В доме ужас и оцепенение.

...Слезы душат меня! После обеда я выбегаю, нагоняю Макара в темном коридоре и хочу поцеловать его руку; но он вырывает ее и говорит, не то с упреком, не то вопросительно: «Оставь меня; небось когда вырастешь, и ты такой же будешь?»

— Нет, нет, никогда!»

— Так! Никогда!..

Ты бродишь по Хамовникам. Времена года, времена угасшего века, толпясь и мешаясь, промелькнули перед тобой. И вот опять белый июньский полдень, сегодня, газетные мысли. Но две гигантские тени снова вырастают над зелеными кущами Девичьего поля, сединами уходят в горячую высь. Ты шевелишь в памяти тихие приметы места, вещественный прах двух славных существований, и вот два странных предмета, — мелочь, чудачество вели-* канов! — рождают мысль о важном сходстве.

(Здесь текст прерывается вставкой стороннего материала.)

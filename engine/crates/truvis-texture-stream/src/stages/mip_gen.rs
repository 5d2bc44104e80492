//! mip 生成阶段 (mip worker)
//!
//! 每一级由上一级 2x2 降采样得到，奇数边缘 clamp 采样坐标：
//! - 8-bit RGBA/BGRA: 每通道取平均 (四舍五入)
//! - RGBA32F: 每通道取最小值，HDR 纹理因此会整体偏暗，这是有意保留的策略

use ash::vk;
use std::sync::Arc;
use truvis_gfx::resources::image::{GfxTextureDesc, VulkanFormatUtils};

use crate::error::StreamError;
use crate::handle::TextureId;
use crate::service::{StreamingShared, advance_and_dispatch};
use crate::transient::{MipImage, PixelBuffer, TransientData};

pub(crate) fn run(shared: &Arc<StreamingShared>, id: TextureId) {
    let _span = tracy_client::span!("mip_gen_stage");

    let Some(desc) = shared.metadata.request(id).map(|request| request.desc) else {
        shared.fail_task(id, StreamError::UnknownTexture(id));
        return;
    };
    let Some(mut data) = shared.transient.take(id) else {
        shared.fail_task(id, StreamError::UploadDataMissing(format!("{} has no pixels to build mips from", id)));
        return;
    };

    match generate_mip_chain(&desc, &mut data) {
        Ok(generated) => {
            shared.transient.insert(id, data);
            if generated {
                shared.stats.record_mip_chain();
                log::debug!("generated {} mips for {}", desc.mip_levels, id);
            }
            advance_and_dispatch(shared, id);
        }
        Err(e) => shared.fail_task(id, e),
    }
}

/// 补全每个 layer 的 mip chain 到 `desc.mip_levels` 级
///
/// 已经完整时什么都不做并返回 false
pub(crate) fn generate_mip_chain(desc: &GfxTextureDesc, data: &mut TransientData) -> Result<bool, StreamError> {
    let target = desc.mip_levels as usize;
    if data.slices.iter().all(|mips| mips.len() >= target) {
        return Ok(false);
    }

    let downsample: fn(&MipImage) -> MipImage = if VulkanFormatUtils::is_rgba8(desc.format) {
        downsample_average_rgba8
    } else if VulkanFormatUtils::is_rgba32f(desc.format) {
        downsample_min_rgba32f
    } else {
        return Err(StreamError::DecodeFailure(format!(
            "mip generation does not support {:?}",
            desc.format
        )));
    };

    for mips in &mut data.slices {
        if mips.is_empty() {
            return Err(StreamError::UploadDataMissing("layer without base level".to_string()));
        }
        while mips.len() < target {
            let next = downsample(&mips[mips.len() - 1]);
            mips.push(next);
        }
    }
    Ok(true)
}

#[inline]
fn half_extent(src: &MipImage) -> (u32, u32) {
    GfxTextureDesc::mip_extent_of(src.width, src.height, 1)
}

/// 目标像素 (x, y) 对应的 4 个源像素下标，越界时 clamp 到最后一行/列
#[inline]
fn source_texels(src: &MipImage, x: u32, y: u32) -> [usize; 4] {
    let x0 = (2 * x).min(src.width - 1);
    let x1 = (2 * x + 1).min(src.width - 1);
    let y0 = (2 * y).min(src.height - 1);
    let y1 = (2 * y + 1).min(src.height - 1);
    let index = |x: u32, y: u32| (y * src.width + x) as usize;
    [index(x0, y0), index(x1, y0), index(x0, y1), index(x1, y1)]
}

fn downsample_average_rgba8(src: &MipImage) -> MipImage {
    let _span = tracy_client::span!("downsample_average_rgba8");

    let (width, height) = half_extent(src);
    let bytes = src.pixels.as_bytes();
    let mut pixels = Vec::with_capacity((width * height * 4) as usize);
    for y in 0..height {
        for x in 0..width {
            let texels = source_texels(src, x, y);
            for channel in 0..4 {
                let sum: u32 = texels.iter().map(|&texel| bytes[texel * 4 + channel] as u32).sum();
                pixels.push(((sum + 2) >> 2) as u8);
            }
        }
    }

    MipImage {
        width,
        height,
        pixels: PixelBuffer::Unorm8(pixels),
    }
}

fn downsample_min_rgba32f(src: &MipImage) -> MipImage {
    let _span = tracy_client::span!("downsample_min_rgba32f");

    let (width, height) = half_extent(src);
    let bytes = src.pixels.as_bytes();
    // raw buffer 不保证 4 字节对齐
    let read = |texel: usize, channel: usize| -> f32 {
        let offset = (texel * 4 + channel) * 4;
        bytemuck::pod_read_unaligned(&bytes[offset..offset + 4])
    };

    let mut pixels = Vec::with_capacity((width * height * 4) as usize);
    for y in 0..height {
        for x in 0..width {
            let texels = source_texels(src, x, y);
            for channel in 0..4 {
                let min = texels.iter().map(|&texel| read(texel, channel)).fold(f32::INFINITY, f32::min);
                pixels.push(min);
            }
        }
    }

    MipImage {
        width,
        height,
        pixels: PixelBuffer::Float32(pixels),
    }
}
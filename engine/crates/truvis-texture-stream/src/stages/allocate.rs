//! 资源分配阶段 (GPU worker，单线程)

use ash::vk;
use std::sync::Arc;
use truvis_gfx::resources::image::{GfxClearValue, GfxMemoryLocation, GfxTextureCreateInfo};

use crate::alpha_scan;
use crate::error::StreamError;
use crate::handle::TextureId;
use crate::request::TextureCreationRequest;
use crate::service::{StreamingShared, advance_and_dispatch};

pub(crate) fn run(shared: &Arc<StreamingShared>, id: TextureId) {
    let _span = tracy_client::span!("allocate_stage");

    let Some(request) = shared.metadata.request(id) else {
        shared.fail_task(id, StreamError::UnknownTexture(id));
        return;
    };

    let create_info = texture_create_info(&request);
    let texture = match shared.device.create_texture(&create_info) {
        Ok(texture) => texture,
        Err(e) => {
            shared.fail_task(id, StreamError::AllocationFailure(format!("{}: {:#}", request.name, e)));
            return;
        }
    };

    // 扫描每个 layer 的 base level，这一阶段独占该任务的 transient data
    let uses_alpha = match shared.transient.take(id) {
        Some(data) => {
            let uses_alpha = alpha_scan::uses_alpha_layers(
                create_info.desc.format,
                data.slices.iter().filter_map(|mips| mips.first()).map(|base| base.pixels.as_bytes()),
            );
            shared.transient.insert(id, data);
            uses_alpha
        }
        None => false,
    };

    let resource = texture.resource();
    shared.metadata.update_request(id, |request| request.desc = create_info.desc);
    if let Err(texture) = shared.metadata.set_allocated(id, texture, uses_alpha) {
        // 元数据已经被移除 (服务关闭)，资源不能泄漏
        shared.device.destroy_texture(texture);
        shared.fail_task(id, StreamError::UnknownTexture(id));
        return;
    }
    shared.stats.record_allocation();
    log::debug!(
        "allocated {} ({}) as {:?}, initial layout {:?}, uses alpha: {}",
        id,
        request.name,
        resource,
        create_info.initial_layout,
        uses_alpha
    );

    advance_and_dispatch(shared, id);
}

/// 根据请求决定 usage、初始 layout、clear value 和内存位置
pub(crate) fn texture_create_info(request: &TextureCreationRequest) -> GfxTextureCreateInfo {
    let mut desc = request.desc;

    let initial_layout = if request.source.has_data() {
        desc.usage |= vk::ImageUsageFlags::TRANSFER_DST;
        vk::ImageLayout::TRANSFER_DST_OPTIMAL
    } else {
        request.desired_layout
    };

    if request.is_cubemap {
        desc.flags |= vk::ImageCreateFlags::CUBE_COMPATIBLE;
    }

    let clear_value = if desc.usage.contains(vk::ImageUsageFlags::DEPTH_STENCIL_ATTACHMENT) {
        Some(GfxClearValue::DepthStencil { depth: 1.0, stencil: 0 })
    } else if desc.usage.contains(vk::ImageUsageFlags::COLOR_ATTACHMENT) {
        Some(GfxClearValue::Color([0.0; 4]))
    } else {
        None
    };

    let memory = if request.is_cpu_readback {
        desc.usage |= vk::ImageUsageFlags::TRANSFER_SRC;
        GfxMemoryLocation::GpuToCpu
    } else {
        GfxMemoryLocation::GpuOnly
    };

    GfxTextureCreateInfo {
        desc,
        initial_layout,
        clear_value,
        memory,
        name: request.name.clone(),
    }
}
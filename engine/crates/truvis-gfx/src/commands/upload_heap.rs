use ash::vk;

use crate::resources::{footprint::align_up, handles::GfxResourceHandle};

/// upload heap 中的一段子分配
#[derive(Debug, Clone, Copy, PartialEq, Eq)]
pub struct GfxStagingAllocation {
    pub offset: u64,
    pub size: u64,
}

/// CPU 可写、GPU 可读的 staging heap
///
/// 只支持线性子分配，没有 free list：分配出去的内存只有在
/// [`GfxUploadHeap::upload_to_gpu_and_wait`] 确认 GPU 消费完之后才整体回收。
/// 因此同一时刻只能有一个线程在使用它。
pub trait GfxUploadHeap: Send {
    fn capacity(&self) -> u64;

    /// 当前已经分配出去的字节数
    fn used(&self) -> u64;

    /// 空间不足时返回 `None`
    fn suballocate(&mut self, size: u64, alignment: u64) -> Option<GfxStagingAllocation>;

    /// 子分配对应的 mapped 内存
    fn mapped_mut(&mut self, allocation: &GfxStagingAllocation) -> &mut [u8];

    /// 录制一次 buffer -> image 拷贝，`region.buffer_offset` 是相对整个 heap 的偏移
    fn cmd_copy_buffer_to_image(&mut self, dst: GfxResourceHandle, dst_layout: vk::ImageLayout, region: vk::BufferImageCopy);

    /// 提交录制的所有拷贝并阻塞等待 GPU 完成，然后重置 heap
    fn upload_to_gpu_and_wait(&mut self) -> anyhow::Result<()>;
}

/// 线性子分配器，只记录游标
#[derive(Debug, Clone)]
pub struct GfxLinearAllocator {
    capacity: u64,
    cursor: u64,
}
// new & init
impl GfxLinearAllocator {
    pub fn new(capacity: u64) -> Self {
        Self { capacity, cursor: 0 }
    }
}
// getters
impl GfxLinearAllocator {
    #[inline]
    pub fn capacity(&self) -> u64 {
        self.capacity
    }

    #[inline]
    pub fn used(&self) -> u64 {
        self.cursor
    }
}
// tools
impl GfxLinearAllocator {
    pub fn suballocate(&mut self, size: u64, alignment: u64) -> Option<GfxStagingAllocation> {
        let offset = align_up(self.cursor, alignment);
        let end = offset.checked_add(size)?;
        if end > self.capacity {
            return None;
        }
        self.cursor = end;
        Some(GfxStagingAllocation { offset, size })
    }

    #[inline]
    pub fn reset(&mut self) {
        self.cursor = 0;
    }
}
use std::fmt;
use std::sync::atomic::{AtomicU64, Ordering};

/// 流式加载的累计统计，各个 stage 无锁地递增
#[derive(Debug, Default)]
pub struct StreamingStats {
    requests: AtomicU64,
    cache_hits: AtomicU64,
    decodes: AtomicU64,
    mip_chains: AtomicU64,
    allocations: AtomicU64,
    uploads: AtomicU64,
    upload_batches: AtomicU64,
    staging_flushes: AtomicU64,
    staged_bytes: AtomicU64,
    failures: AtomicU64,
}

/// [`StreamingStats`] 在某一时刻的值
#[derive(Debug, Clone, Copy, Default, PartialEq, Eq)]
pub struct StreamingStatsSnapshot {
    pub requests: u64,
    pub cache_hits: u64,
    pub decodes: u64,
    pub mip_chains: u64,
    pub allocations: u64,
    pub uploads: u64,
    pub upload_batches: u64,
    /// 因为 staging 空间不足而提前提交的次数
    pub staging_flushes: u64,
    pub staged_bytes: u64,
    pub failures: u64,
}

impl StreamingStats {
    #[inline]
    fn bump(counter: &AtomicU64, value: u64) {
        counter.fetch_add(value, Ordering::Relaxed);
    }

    pub fn record_request(&self, cache_hit: bool) {
        Self::bump(&self.requests, 1);
        if cache_hit {
            Self::bump(&self.cache_hits, 1);
        }
    }

    pub fn record_decode(&self) {
        Self::bump(&self.decodes, 1);
    }

    pub fn record_mip_chain(&self) {
        Self::bump(&self.mip_chains, 1);
    }

    pub fn record_allocation(&self) {
        Self::bump(&self.allocations, 1);
    }

    pub fn record_upload(&self, bytes: u64) {
        Self::bump(&self.uploads, 1);
        Self::bump(&self.staged_bytes, bytes);
    }

    pub fn record_batch(&self) {
        Self::bump(&self.upload_batches, 1);
    }

    pub fn record_staging_flush(&self) {
        Self::bump(&self.staging_flushes, 1);
    }

    pub fn record_failure(&self) {
        Self::bump(&self.failures, 1);
    }

    pub fn snapshot(&self) -> StreamingStatsSnapshot {
        let load = |counter: &AtomicU64| counter.load(Ordering::Relaxed);
        StreamingStatsSnapshot {
            requests: load(&self.requests),
            cache_hits: load(&self.cache_hits),
            decodes: load(&self.decodes),
            mip_chains: load(&self.mip_chains),
            allocations: load(&self.allocations),
            uploads: load(&self.uploads),
            upload_batches: load(&self.upload_batches),
            staging_flushes: load(&self.staging_flushes),
            staged_bytes: load(&self.staged_bytes),
            failures: load(&self.failures),
        }
    }
}

impl fmt::Display for StreamingStatsSnapshot {
    fn fmt(&self, f: &mut fmt::Formatter<'_>) -> fmt::Result {
        write!(
            f,
            "requests: {} (cache hits: {}), decodes: {}, mip chains: {}, allocations: {}, uploads: {} in {} batches \
             ({} staging flushes, {:.2} MiB), failures: {}",
            self.requests,
            self.cache_hits,
            self.decodes,
            self.mip_chains,
            self.allocations,
            self.uploads,
            self.upload_batches,
            self.staging_flushes,
            self.staged_bytes as f64 / (1024.0 * 1024.0),
            self.failures
        )
    }
}

#[cfg(test)]
mod tests {
    use super::*;

    #[test]
    fn test_snapshot_counts() {
        let stats = StreamingStats::default();
        stats.record_request(false);
        stats.record_request(true);
        stats.record_upload(1024);
        stats.record_upload(2048);

        let snapshot = stats.snapshot();
        assert_eq!(snapshot.requests, 2);
        assert_eq!(snapshot.cache_hits, 1);
        assert_eq!(snapshot.uploads, 2);
        assert_eq!(snapshot.staged_bytes, 3072);
        assert!(snapshot.to_string().contains("cache hits: 1"));
    }
}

Сапожная колодка и столярный верстак!

Великие старцы! — восклицаешь ты, низко кланяясь могучим теням. — Вы оба почитали ручной труд, тяготея к скромному самообслуживанию, и кто посмеется над вами за это? Но не с деревенским ли шильцем, не со слободской ли стамеской корпели вы и над заветным делом спасения человечества? Брадатые кустари социального переворота, плечистые мастера душеустройства, вы вознамерились заново стачать, как сапог, обстругать, как сосновый брус, человеческую личность, штука за штукой, душа за душой, предполагая, что в результате мир должен стать прекрасным и удобным для всех.

Ваши голоса не были схожи, и то, что набормотал одному тульский мужик, а другому тот же мужик, обернувшийся московским полуфабричным и юрским полуремесленником, звучало по-разному. «Царство божие внутри нас!» — сердито гремел старый граф, призывая к уединенной молитве и братскому всепрощению.